Sessanta secondi, un cunto, una Sicilia che non si dimentica
Tutto comincia da lì, da un bisogno quasi fisico di non lasciar morire la lingua siciliana, quella vera, vissuta, imparata in famiglia. Dario, che oggi lavora nel campo dell’intelligenza artificiale e della linguistica, un giorno si trova a dover spiegare a un collega che sì, il siciliano esiste, ma l’altro lo guarda perplesso. Ed è lì che scatta qualcosa.
“Per me è sempre stata la mia lingua madre, ma mi sono reso conto che non la conosce quasi più nessuno. E questo è un problema. Da lì ho acceso la videocamera e ho registrato i primi ‘Sessanta SeCunti’.”
Nasce così un format semplice, ma potentissimo: pillole da un minuto in cui si raccontano parole, episodi, detti, leggende e personaggi siciliani, spesso legati alla memoria di suo nonno, una figura centrale nel suo immaginario.
Quello che nasce quasi per gioco, per raccontare qualcosa alla sua famiglia, cresce. E cresce tanto. Fino a portarlo questa estate sul maxischermo dello stadio Renzo Barbera, davanti a 31.000 persone, per aprire una partita del Palermo. Non un palco qualunque, ma uno dei luoghi simbolo della città, carico di identità, tifo e appartenenza.
Dario racconta quel momento con il sorriso stampato sul volto, ma senza nascondere l’emozione profonda, perché per un tifoso cresciuto con le radiocronache, le partite della domenica e i colori rosanero nel cuore, essere lì, non tra il pubblico, ma al centro della scena, è qualcosa che ha il sapore di un sogno.
Il dialetto, la memoria orale, i racconti del nonno diventano contenuto, cultura, spettacolo e Dario ogni lunedì si trasforma per Sessanta SeCunti “da spettatore a protagonista, da figlio della città a voce narrante della sicilianità”.

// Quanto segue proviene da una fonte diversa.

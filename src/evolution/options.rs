//! # EvolutionOptions
//!
//! The `EvolutionOptions` struct holds the run-level settings of the engine:
//! how many generations to run, how large the population is, when a solution
//! counts as good enough, how much to log, and an optional seed for the
//! engine's own random draws.
//!
//! ## Example
//!
//! ```rust
//! use genetic_engine::evolution::options::{EvolutionOptions, LogLevel};
//!
//! // Create a new EvolutionOptions instance with custom parameters
//! let custom_options = EvolutionOptions::new(200, 50, LogLevel::Minimal);
//! assert_eq!(custom_options.get_population_size(), 50);
//!
//! // Create a new EvolutionOptions instance with default parameters
//! let default_options = EvolutionOptions::default();
//! assert_eq!(default_options.get_max_generations(), 100);
//! assert_eq!(default_options.get_target_fitness(), f64::INFINITY);
//! ```
//!
//! ## Fields
//!
//! - `max_generations`: The number of generations after which the run stops.
//! - `population_size`: The number of individuals in every generation.
//! - `target_fitness`: The run stops as soon as the best fitness reaches this value.
//!   The default of positive infinity never triggers for finite scores.
//! - `log_level`: The logging level for the run, represented by the `LogLevel` enum.
//! - `seed`: Seeds the generator used to build a random initial population.
//!
//! ## LogLevel
//!
//! - `Verbose`: One `info` event per generation plus a `debug` event per individual.
//! - `Minimal`: One `info` event per generation and a summary at the end.
//! - `None`: Disables per-generation logging. Warnings and errors are still emitted.

/// Controls how much the engine reports through `tracing`.
#[cfg_attr(feature = "serde", derive(serde::Serialize, serde::Deserialize))]
#[derive(Debug, Clone, Copy, PartialEq, Eq, Default)]
pub enum LogLevel {
    Verbose,
    Minimal,
    #[default]
    None,
}

#[cfg_attr(feature = "serde", derive(serde::Serialize, serde::Deserialize))]
#[derive(Debug, Clone, PartialEq)]
pub struct EvolutionOptions {
    max_generations: usize,
    population_size: usize,
    #[cfg_attr(feature = "serde", serde(with = "target_fitness_serde"))]
    target_fitness: f64,
    log_level: LogLevel,
    seed: Option<u64>,
}

impl EvolutionOptions {
    pub fn new(max_generations: usize, population_size: usize, log_level: LogLevel) -> Self {
        Self {
            max_generations,
            population_size,
            log_level,
            ..Self::default()
        }
    }

    pub fn get_max_generations(&self) -> usize {
        self.max_generations
    }

    pub fn get_population_size(&self) -> usize {
        self.population_size
    }

    pub fn get_target_fitness(&self) -> f64 {
        self.target_fitness
    }

    pub fn get_log_level(&self) -> LogLevel {
        self.log_level
    }

    pub fn get_seed(&self) -> Option<u64> {
        self.seed
    }

    /// Sets the number of generations.
    pub fn set_max_generations(&mut self, max_generations: usize) {
        self.max_generations = max_generations;
    }

    /// Sets the population size.
    pub fn set_population_size(&mut self, population_size: usize) {
        self.population_size = population_size;
    }

    /// Sets the fitness at which the run stops early.
    pub fn set_target_fitness(&mut self, target_fitness: f64) {
        self.target_fitness = target_fitness;
    }

    /// Sets the log level.
    pub fn set_log_level(&mut self, log_level: LogLevel) {
        self.log_level = log_level;
    }

    pub fn set_seed(&mut self, seed: Option<u64>) {
        self.seed = seed;
    }

    /// Returns a builder for creating an `EvolutionOptions` instance.
    ///
    /// # Example
    ///
    /// ```rust
    /// use genetic_engine::evolution::options::{EvolutionOptions, LogLevel};
    ///
    /// let options = EvolutionOptions::builder()
    ///     .max_generations(200)
    ///     .population_size(50)
    ///     .target_fitness(8.0)
    ///     .log_level(LogLevel::Minimal)
    ///     .seed(42)
    ///     .build();
    ///
    /// assert_eq!(options.get_seed(), Some(42));
    /// ```
    pub fn builder() -> EvolutionOptionsBuilder {
        EvolutionOptionsBuilder::default()
    }
}

impl Default for EvolutionOptions {
    fn default() -> Self {
        Self {
            max_generations: 100,
            population_size: 100,
            target_fitness: f64::INFINITY,
            log_level: LogLevel::None,
            seed: None,
        }
    }
}

/// Builder for `EvolutionOptions`.
///
/// Unset fields take the values of `EvolutionOptions::default()`.
#[derive(Debug, Clone, Default)]
pub struct EvolutionOptionsBuilder {
    max_generations: Option<usize>,
    population_size: Option<usize>,
    target_fitness: Option<f64>,
    log_level: Option<LogLevel>,
    seed: Option<u64>,
}

impl EvolutionOptionsBuilder {
    /// Sets the number of generations.
    pub fn max_generations(mut self, value: usize) -> Self {
        self.max_generations = Some(value);
        self
    }

    /// Sets the population size.
    pub fn population_size(mut self, value: usize) -> Self {
        self.population_size = Some(value);
        self
    }

    pub fn target_fitness(mut self, value: f64) -> Self {
        self.target_fitness = Some(value);
        self
    }

    /// Sets the log level.
    pub fn log_level(mut self, value: LogLevel) -> Self {
        self.log_level = Some(value);
        self
    }

    pub fn seed(mut self, value: u64) -> Self {
        self.seed = Some(value);
        self
    }

    /// Builds the `EvolutionOptions` instance.
    pub fn build(self) -> EvolutionOptions {
        let defaults = EvolutionOptions::default();
        EvolutionOptions {
            max_generations: self.max_generations.unwrap_or(defaults.max_generations),
            population_size: self.population_size.unwrap_or(defaults.population_size),
            target_fitness: self.target_fitness.unwrap_or(defaults.target_fitness),
            log_level: self.log_level.unwrap_or(defaults.log_level),
            seed: self.seed.or(defaults.seed),
        }
    }
}

/// Writes a target of positive infinity ("no target") as `null`, since JSON
/// has no representation for infinite numbers.
#[cfg(feature = "serde")]
mod target_fitness_serde {
    use serde::{Deserialize, Deserializer, Serialize, Serializer};

    pub fn serialize<S>(target: &f64, serializer: S) -> Result<S::Ok, S::Error>
    where
        S: Serializer,
    {
        let target = (*target != f64::INFINITY).then_some(*target);
        target.serialize(serializer)
    }

    pub fn deserialize<'de, D>(deserializer: D) -> Result<f64, D::Error>
    where
        D: Deserializer<'de>,
    {
        Ok(Option::<f64>::deserialize(deserializer)?.unwrap_or(f64::INFINITY))
    }
}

La Sicilia che resta dentro
Dario è via da sedici anni. Dopo l’infanzia a Palermo, nel quartiere di San Lorenzo, e una laurea in Relazioni Internazionali, fa le valigie e parte. Prima Montreal, poi la Germania, infine l’Irlanda, dove vive e lavora nel settore della linguistica e dell’intelligenza artificiale.
È partito da Palermo con una laurea in tasca e poche certezze, accettando un lavoro in un call center Alitalia che si è rivelato presto una delusione, ma quel passo fuori è stato solo l’inizio.
Ha vissuto in città gelide, come Montréal, dove ha affrontato un primo inverno a -42 gradi e giorni in cui la nostalgia si tagliava con il coltello. “I pianti, soprattutto il primo inverno, non me li scordo, ma non cambierei una virgola”.
Eppure, anche nei momenti di maggiore distanza, geografica ed emotiva, la Sicilia non l’ha mai lasciata. Nemmeno quando lavorava nel mondo dei videogiochi, con orari massacranti, dal lunedì al sabato, dalle otto del mattino alle dieci di sera.
Anche allora, la domenica si svegliava alle 7:30, con un solo pensiero in testa: vedere giocare il Palermo. Il fuso orario non era un problema. Era casa, era radice, era identità. “Anche se dicevo che non sarei più tornato, non sono mai riuscito ad andarmene davvero. La Sicilia ti resta dentro”.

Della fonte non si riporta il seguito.